- Nischintapur Location in West Bengal Nischintapur Location in India
- Coordinates: 22°27′39″N 88°10′23″E﻿ / ﻿22.4608°N 88.1730°E
- Country: India
- State: West Bengal
- District: South 24 Parganas
- CD block: Budge Budge I

Area
- • Total: 1.87 km^{2} (0.72 sq mi)
- Elevation: 9 m (30 ft)

Population (2011)
- • Total: 6,353
- • Density: 3,400/km^{2} (8,800/sq mi)

Languages
- • Official: Bengali
- • Additional official: English
- Time zone: UTC+5:30 (IST)
- PIN: 700137
- Telephone code: +91 33
- Vehicle registration: WB-19 to WB-22, WB-95 to WB-99
- Lok Sabha constituency: Diamond Harbour
- Vidhan Sabha constituency: Budge Budge
- Website: www.s24pgs.gov.in

= Nischintapur, Budge Budge =

Nischintapur is a census town and a gram panchayat within the jurisdiction of the Budge Budge police station in the Budge Budge I CD block in the Alipore Sadar subdivision of the South 24 Parganas district in the Indian state of West Bengal.

==Geography==

===Area overview===
Alipore Sadar subdivision is the most urbanized part of the South 24 Parganas district. 59.85% of the population lives in urban areas and 40.15% lives in the rural areas. In the northern portion of the subdivision (shown in the map alongside) there are 21 census towns. The entire district is situated in the Ganges Delta and the subdivision, on the east bank of the Hooghly River, is an alluvial stretch, with industrial development.

Note: The map alongside presents some of the notable locations in the subdivision. All places marked in the map are linked in the larger full screen map.

===Location===
Nischintapur is located at . It has an average elevation of 9 m.

Balarampur, Uttar Raypur, Buita, Benjanhari Acharial, Abhirampur and Nischintapur form a cluster of census towns around Budge Budge and Pujali, as per the map of the Budge Budge I CD block on page 167 of the District Census Handbook 2011 for the South 24 Parganas.

==Demographics==
According to the 2011 Census of India, Nischintapur had a total population of 6,353, of which 3,231 (51%) were males and 3,122 (49%) were females. There were 566 people in the age range of 0 to 6 years. The total number of literate people was 4,756 (82.18% of the population over 6 years old).

===Kolkata Urban Agglomeration===
The following municipalities and census towns in the South 24 Parganas district were part of the Kolkata Urban Agglomeration in the 2011 census: Maheshtala (M), Joka (CT), Balarampur (CT), Chata Kalikapur (CT), Budge Budge (M), Nischintapur (CT), Uttar Raypur (CT), Pujali (M) and Rajpur Sonarpur (M).

==Infrastructure==
According to the District Census Handbook 2011, Nischintapur covered an area of 1.87 km^{2}. Budge Budge railway station is 7 km away. Among the civic amenities it had protected water supply involving hand pumps. It had 1,300 domestic electric connections. Among the medical facilities it had 32 medicine shops. Among the educational facilities it had were 1 primary school and 1 middle school. The nearest general degree college was at Budge Budge 4 km away. It had 3 non-formal education centres (Sarba Siksha Abhiyan).

==Transport==
A short stretch of local roads link Nischintapur to the Budge Budge Trunk Road.

Budge Budge railway station is located nearby.

==Education==
Budge Budge Institute of Technology was established in 2009. It offers, diploma, degree and post garuduate courses.

BBIT Public School is affiliated to the CBSE Board.

Khariberia Vivekananda Vidyapith is a Bengali-medium boys only institution established in 1960. It has facilities for teaching from class V to class XII.

Badamtala High School is a Bengali-medium coeducational institution established in 1973. It has facilities for teaching from class VI to class XII.

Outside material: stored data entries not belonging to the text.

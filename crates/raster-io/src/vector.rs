//! ESRI shapefile loading for boundaries and zone sets.
//!
//! Geometry comes from the `.shp`, attributes from the `.dbf` (column order
//! is taken from the table header), and the CRS from the `.prj` sidecar when
//! present.

use std::path::Path;

use geo::{Coord, LineString, MultiPolygon, Polygon};
use precip_common::{Boundary, CrsCode, PolygonZoneSet, Zone};
use shapefile::dbase::{self, FieldValue};
use shapefile::{PolygonRing, Reader, Shape};
use tracing::{debug, info, warn};

use crate::error::{RasterIoError, Result};

/// Pseudo-column some dBase readers expose for the deletion marker.
const DELETION_FLAG: &str = "DeletionFlag";

/// Load every polygon record of a shapefile as a zone keyed by `id_field`.
pub fn load_zone_set(
    path: &Path,
    name: &str,
    id_field: &str,
    default_crs: CrsCode,
) -> Result<PolygonZoneSet> {
    ensure_exists(path)?;
    let columns = read_columns(path)?;
    if !columns.iter().any(|c| c == id_field) {
        return Err(RasterIoError::MissingField {
            path: path.to_path_buf(),
            field: id_field.to_string(),
        });
    }

    let crs = read_prj(path, default_crs)?;
    let mut reader =
        Reader::from_path(path).map_err(|e| RasterIoError::shapefile(path, e.to_string()))?;
    let mut zones = Vec::new();
    let mut skipped = 0usize;

    for result in reader.iter_shapes_and_records() {
        let (shape, record) = result.map_err(|e| RasterIoError::shapefile(path, e.to_string()))?;
        let Some(geometry) = shape_to_multipolygon(shape) else {
            skipped += 1;
            continue;
        };

        let attributes: Vec<String> = columns
            .iter()
            .map(|c| record.get(c).map(format_field).unwrap_or_default())
            .collect();
        let id = record.get(id_field).map(format_field).unwrap_or_default();

        zones.push(Zone {
            id,
            attributes,
            geometry,
        });
    }

    if skipped > 0 {
        warn!(path = %path.display(), skipped, "ignored non-polygon shapes");
    }

    let set = PolygonZoneSet::new(name, id_field, columns, zones, crs)?;
    info!(
        zone_set = name,
        path = %path.display(),
        zones = set.len(),
        polygons = set.polygon_count(),
        crs = %crs,
        "loaded zone set"
    );
    Ok(set)
}

/// Load the union of all polygon shapes of a shapefile as one outline.
///
/// An empty outline is returned when the file has no polygon; callers
/// decide whether that is an error.
pub fn load_boundary(path: &Path, default_crs: CrsCode) -> Result<Boundary> {
    ensure_exists(path)?;
    let crs = read_prj(path, default_crs)?;
    let mut reader =
        Reader::from_path(path).map_err(|e| RasterIoError::shapefile(path, e.to_string()))?;
    let mut polygons = Vec::new();

    for result in reader.iter_shapes_and_records() {
        let (shape, _record) = result.map_err(|e| RasterIoError::shapefile(path, e.to_string()))?;
        if let Some(MultiPolygon(parts)) = shape_to_multipolygon(shape) {
            polygons.extend(parts);
        }
    }

    debug!(path = %path.display(), polygons = polygons.len(), crs = %crs, "loaded boundary");
    Ok(Boundary::new(MultiPolygon(polygons), crs))
}

/// CRS declared by the `.prj` next to `path`, or `default_crs` without one.
pub fn read_prj(path: &Path, default_crs: CrsCode) -> Result<CrsCode> {
    let prj = path.with_extension("prj");
    match std::fs::read_to_string(&prj) {
        Ok(wkt) => Ok(CrsCode::from_wkt(&wkt)?),
        Err(e) if e.kind() == std::io::ErrorKind::NotFound => {
            debug!(path = %path.display(), crs = %default_crs, "no .prj sidecar, using default CRS");
            Ok(default_crs)
        }
        Err(e) => Err(RasterIoError::io(&prj, e)),
    }
}

fn ensure_exists(path: &Path) -> Result<()> {
    if path.exists() {
        Ok(())
    } else {
        Err(RasterIoError::SourceNotFound(path.to_path_buf()))
    }
}

fn read_columns(path: &Path) -> Result<Vec<String>> {
    let dbf = path.with_extension("dbf");
    if !dbf.exists() {
        return Err(RasterIoError::SourceNotFound(dbf));
    }
    let table = dbase::Reader::from_path(&dbf).map_err(|e| RasterIoError::shapefile(&dbf, e.to_string()))?;
    Ok(table
        .fields()
        .iter()
        .map(|f| f.name().to_string())
        .filter(|name| name != DELETION_FLAG)
        .collect())
}

fn shape_to_multipolygon(shape: Shape) -> Option<MultiPolygon<f64>> {
    let rings: Vec<(bool, Vec<Coord<f64>>)> = match shape {
        Shape::Polygon(p) => p
            .rings()
            .iter()
            .map(|r| (is_outer(r), r.points().iter().map(|p| Coord { x: p.x, y: p.y }).collect()))
            .collect(),
        Shape::PolygonM(p) => p
            .rings()
            .iter()
            .map(|r| (is_outer(r), r.points().iter().map(|p| Coord { x: p.x, y: p.y }).collect()))
            .collect(),
        Shape::PolygonZ(p) => p
            .rings()
            .iter()
            .map(|r| (is_outer(r), r.points().iter().map(|p| Coord { x: p.x, y: p.y }).collect()))
            .collect(),
        _ => return None,
    };

    // Each outer ring opens a new polygon; inner rings belong to the last one
    let mut polygons: Vec<Polygon<f64>> = Vec::new();
    for (outer, coords) in rings {
        let ring = LineString::from(coords);
        if outer || polygons.is_empty() {
            polygons.push(Polygon::new(ring, vec![]));
        } else if let Some(last) = polygons.last_mut() {
            last.interiors_push(ring);
        }
    }

    if polygons.is_empty() {
        None
    } else {
        Some(MultiPolygon(polygons))
    }
}

fn is_outer<P>(ring: &PolygonRing<P>) -> bool {
    matches!(ring, PolygonRing::Outer(_))
}

/// Render a dBase value the way it reads in the attribute table.
fn format_field(value: &FieldValue) -> String {
    match value {
        FieldValue::Character(Some(s)) => s.trim().to_string(),
        FieldValue::Numeric(Some(n)) => format_number(*n),
        FieldValue::Float(Some(f)) => format_number(*f as f64),
        FieldValue::Double(d) => format_number(*d),
        FieldValue::Integer(i) => i.to_string(),
        FieldValue::Logical(Some(b)) => b.to_string(),
        FieldValue::Character(None)
        | FieldValue::Numeric(None)
        | FieldValue::Float(None)
        | FieldValue::Logical(None) => String::new(),
        other => format!("{:?}", other),
    }
}

fn format_number(n: f64) -> String {
    if n.fract() == 0.0 && n.abs() < 1e15 {
        format!("{}", n as i64)
    } else {
        n.to_string()
    }
}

Kalipur High School is a Bengali-medium boys only institution established in 1919. It has facilities for teaching from class V to class XII.

Kalipur Girls High School is a Bengali-medium girls-only institution established in 1946. It has facilities for teaching from class V to class XII.

==Healthcare==
Benjanhari Acharial Rural Hospital, with 30 beds, at Benjanhari Acharial, is the major government medical facility in the Budge Budge I CD block.